====== STORED DATA

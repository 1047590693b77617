use ndarray::{s, Array1, Array2, Array3, ArrayView2, ArrayView3, Axis};
use rand::rngs::StdRng;

use super::{memory_row, AttentionMode, AttentionScorer, AttentionState};
use crate::error::DecodeError;
use crate::layers::{softmax_rows, Linear};

/// Independent additive heads over projected key/query/value slices,
/// concatenated and projected back to the memory width.
pub(crate) struct MultiheadAttention {
    w_key: Linear,
    w_value: Linear,
    w_query: Linear,
    /// Per-head energy vectors, `[n_heads, head_dim]`.
    v: Array2<f32>,
    w_out: Linear,
    n_heads: usize,
    head_dim: usize,
    cached_key: Option<Array3<f32>>,
    cached_value: Option<Array3<f32>>,
}

impl MultiheadAttention {
    pub fn new(
        enc_n_units: usize,
        qdim: usize,
        dim: usize,
        n_heads: usize,
        rng: &mut StdRng,
        scale: f32,
    ) -> Self {
        Self {
            w_key: Linear::new(enc_n_units, dim, true, rng, scale),
            w_value: Linear::new(enc_n_units, dim, true, rng, scale),
            w_query: Linear::new(qdim, dim, false, rng, scale),
            v: crate::layers::uniform2(rng, n_heads, dim / n_heads, scale),
            w_out: Linear::new(dim, enc_n_units, true, rng, scale),
            n_heads,
            head_dim: dim / n_heads,
            cached_key: None,
            cached_value: None,
        }
    }

    fn project_memory(&mut self, memory: &ArrayView3<f32>) -> (Array3<f32>, Array3<f32>) {
        let (b_mem, t, _) = memory.dim();
        if let (Some(k), Some(v)) = (&self.cached_key, &self.cached_value) {
            if k.dim().0 == b_mem && k.dim().1 == t {
                return (k.clone(), v.clone());
            }
        }
        let dim = self.w_key.out_dim();
        let mut key = Array3::zeros((b_mem, t, dim));
        let mut value = Array3::zeros((b_mem, t, dim));
        for (bm, mem) in memory.axis_iter(Axis(0)).enumerate() {
            key.index_axis_mut(Axis(0), bm)
                .assign(&self.w_key.forward(&mem));
            value
                .index_axis_mut(Axis(0), bm)
                .assign(&self.w_value.forward(&mem));
        }
        self.cached_key = Some(key.clone());
        self.cached_value = Some(value.clone());
        (key, value)
    }
}

impl AttentionScorer for MultiheadAttention {
    fn reset(&mut self) {
        self.cached_key = None;
        self.cached_value = None;
    }

    fn n_heads(&self) -> usize {
        self.n_heads
    }

    fn forward(
        &mut self,
        memory: &ArrayView3<f32>,
        elens: &[usize],
        query: &ArrayView2<f32>,
        _prev: &AttentionState,
        _mode: AttentionMode,
        _trigger_points: Option<&[usize]>,
    ) -> Result<AttentionState, DecodeError> {
        let (b_mem, t, _) = memory.dim();
        let batch = query.nrows();
        let (key, value) = self.project_memory(memory);
        let q = self.w_query.forward(query);

        let mut weights = Array3::zeros((batch, self.n_heads, t));
        let mut merged = Array2::zeros((batch, self.n_heads * self.head_dim));
        for h in 0..self.n_heads {
            let lo = h * self.head_dim;
            let hi = lo + self.head_dim;
            let v_h = self.v.row(h);

            let mut energies = Array2::zeros((batch, t));
            for b in 0..batch {
                let bm = memory_row(b, b_mem);
                let key_h = key.slice(s![bm, .., lo..hi]);
                let summed = &key_h + &q.slice(s![b, lo..hi]);
                let e: Array1<f32> = summed.mapv(f32::tanh).dot(&v_h);
                energies.row_mut(b).assign(&e);
                for tt in elens[bm]..t {
                    energies[[b, tt]] = f32::NEG_INFINITY;
                }
            }
            softmax_rows(&mut energies);

            for b in 0..batch {
                let bm = memory_row(b, b_mem);
                let value_h = value.slice(s![bm, .., lo..hi]);
                merged
                    .slice_mut(s![b, lo..hi])
                    .assign(&energies.row(b).dot(&value_h));
                weights
                    .slice_mut(s![b, h, ..])
                    .assign(&energies.row(b));
            }
        }

        Ok(AttentionState {
            context: self.w_out.forward(&merged.view()),
            weights: Some(weights),
            gmm_means: None,
            stop_probs: None,
        })
    }
}

#[cfg(test)]
mod tests {
    use super::*;
    use ndarray::Array3;
    use rand::SeedableRng;

    #[test]
    fn per_head_weights_are_distributions() {
        let mut rng = StdRng::seed_from_u64(11);
        let mut att = MultiheadAttention::new(6, 4, 8, 2, &mut rng, 0.1);
        let memory = Array3::from_shape_fn((2, 5, 6), |(b, t, d)| (b + t + d) as f32 * 0.07);
        let query = Array2::from_shape_fn((2, 4), |(b, d)| (b * 4 + d) as f32 * 0.1);
        let prev = AttentionState::fresh(2, 6);
        let state = att
            .forward(
                &memory.view(),
                &[5, 3],
                &query.view(),
                &prev,
                AttentionMode::Parallel,
                None,
            )
            .unwrap();
        let aw = state.weights.unwrap();
        assert_eq!(aw.dim(), (2, 2, 5));
        for b in 0..2 {
            for h in 0..2 {
                let head = aw.slice(s![b, h, ..]);
                assert!((head.sum() - 1.0).abs() < 1e-5);
            }
        }
        assert_eq!(aw[[1, 0, 3]], 0.0);
        assert_eq!(aw[[1, 1, 4]], 0.0);
        assert_eq!(state.context.dim(), (2, 6));
    }
}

============

TASK REQUIREMENTS: A single number is the expected reply: the number of lines in the listing that contain the string "super".

SOLUTION FOR THIS PROBLEM: 2